No such luck! All 4 cores are last-of-the-in-order-design A53s.
And experience tells me that when L2/L3 aren't called out by manufacturer, it's because there isn't any to speak of: notebookcheck.net/Mediatek-MT673…
So how should you think about the A53?

First, note the phrase "high efficiency" in the marketing material: developer.arm.com/products/proce…
This was not designed to be a speed demon. It was, however, the first core design for Androids that was available in 64-bit...
...this mattered a LOT in 2014 when Android handset makers got their butts handed to them by Apple over 64-bit: theverge.com/2014/8/27/6076…
But they did it badly. 28nm was the new hotness -- as it turned out literally.

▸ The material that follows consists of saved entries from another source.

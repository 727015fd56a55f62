//! Outbound frame queue and per-channel expected-reply FIFO (§4.3/§4.5):
//! every method frame pushed out either carries no expectation (fire and
//! forget, e.g. `basic.ack`) or is paired with the [`crate::channel::Reply`]
//! variant that will resolve the RPC promise once its answer comes back.
//! Grounded on the teacher's `frames.rs`, trimmed of its flow-control frame
//! priority lanes since this crate hands frames to an external connection
//! one at a time rather than multiplexing several channels' queues itself.

use crate::{channel::Reply, frame::AMQPFrame, Error, Promise, PromiseResolver};
use parking_lot::Mutex;
use std::{
    collections::{HashMap, VecDeque},
    fmt,
    sync::Arc,
};

pub(crate) struct ExpectedReply(pub(crate) Reply);

impl fmt::Debug for ExpectedReply {
    fn fmt(&self, f: &mut fmt::Formatter<'_>) -> fmt::Result {
        f.debug_tuple("ExpectedReply").field(&self.0).finish()
    }
}

#[derive(Default)]
struct Inner {
    queue: VecDeque<AMQPFrame>,
    expected_replies: HashMap<u16, VecDeque<ExpectedReply>>,
}

/// Cheaply clonable; every clone of a [`crate::channel::Channel`] pushes
/// into and pops from the same queue, which is what lets multiple channel
/// handles share one connection's frame stream in order.
#[derive(Clone, Default)]
pub struct Frames {
    inner: Arc<Mutex<Inner>>,
}

impl Frames {
    pub fn new() -> Self {
        Self::default()
    }

    pub(crate) fn push(&self, channel_id: u16, frame: AMQPFrame, expected_reply: Option<Reply>) {
        let mut inner = self.inner.lock();
        inner.queue.push_back(frame);
        if let Some(reply) = expected_reply {
            inner
                .expected_replies
                .entry(channel_id)
                .or_default()
                .push_back(ExpectedReply(reply));
        }
    }

    /// Pushes a batch of frames (method + header + body chunks) atomically,
    /// resolving the returned promise once they have all been queued.
    pub fn push_frames(&self, frames: Vec<AMQPFrame>) -> Promise<()> {
        let (promise, resolver) = Promise::new();
        let mut inner = self.inner.lock();
        for frame in frames {
            inner.queue.push_back(frame);
        }
        resolver.swear(Ok(()));
        promise
    }

    pub fn pop(&self) -> Option<AMQPFrame> {
        self.inner.lock().queue.pop_front()
    }

    pub(crate) fn next_expected_reply(&self, channel_id: u16) -> Option<Reply> {
        self.inner
            .lock()
            .expected_replies
            .get_mut(&channel_id)
            .and_then(|replies| replies.pop_front())
            .map(|reply| reply.0)
    }

    pub fn has_pending(&self) -> bool {
        !self.inner.lock().queue.is_empty()
    }

    /// Fails every outstanding expected reply, called when the connection
    /// the channel runs over goes down.
    pub fn drop_pending(&self, error: Error) {
        let mut inner = self.inner.lock();
        inner.queue.clear();
        for (_, replies) in inner.expected_replies.drain() {
            Self::cancel_expected_replies(replies, error.clone());
        }
    }

    pub(crate) fn clear_expected_replies(&self, channel_id: u16, error: Error) {
        if let Some(replies) = self.inner.lock().expected_replies.remove(&channel_id) {
            Self::cancel_expected_replies(replies, error);
        }
    }

    fn cancel_expected_replies(replies: VecDeque<ExpectedReply>, error: Error) {
        for reply in replies {
            reply.0.cancel(error.clone());
        }
    }
}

Electron-voltage leakage on the 28nm process was *bad*.
This wasn't entirely unexpected, but the size of the problem on 28nm surprised most everyone. Couldn't frequency scale as a result.
...and *that* mattered because costs for SoCs have a lot to do with die sizes...and the easiest thing to cut is cache.
Consumers don't know to look for L2/L3 cache sizes on the tin. How would you even start to explain cache coherence to a punter?
So you don't; you sell core counts.
...and core counts are a lie. DVFS keeps most cores are spun down most of the time. I go into it a tiny bit here:
But it's really hard to overstate the impact of code and data locality. A bigger cache means you go to main memory less.
Check out the chart here for context: anandtech.com/show/9837/snap…
You *badly* want to be in that low/left end of the curve. The easiest way to get that is a bigger cache so more programs do more of the time
...yet, mostly for cost and marketing reasons, nearly all Android-ecosystem SoCs are CPU poor. Many have tiny L2 and little (if any) L3.
Yes, you're reading that right: between the A10 and the A11, Apple went from 3MB L2/4MB L3 to *8MB L2*
So back to our $100 phone. The slow-clocked (1.3Ghz) A53 cores are missing _any_ discernible cache. What does that mean?
It means that anything that isn't a tight loop on a small amount of data is going to suffer a main-memory read.
...and main-memory reads are 200x more expensive than local (L1) reads. Need that data to keep doing work? Tough luck.
These situations are called "stalls" or "waits"; CPU is spun up, but it's not retiring instructions (doing work): en.wikipedia.org/wiki/Wait_state
...which means that one of the worst effects of the cores-not-caches tradeoff in this phone is that it loses *power efficiency* too.
The best trade in mobile CPU design today is to swap caches for cores (looking at you @qualcomm, @SamsungSemiUS, & @MediaTek)
So how slow is the @MediaTek MT6737? Lets go to the film!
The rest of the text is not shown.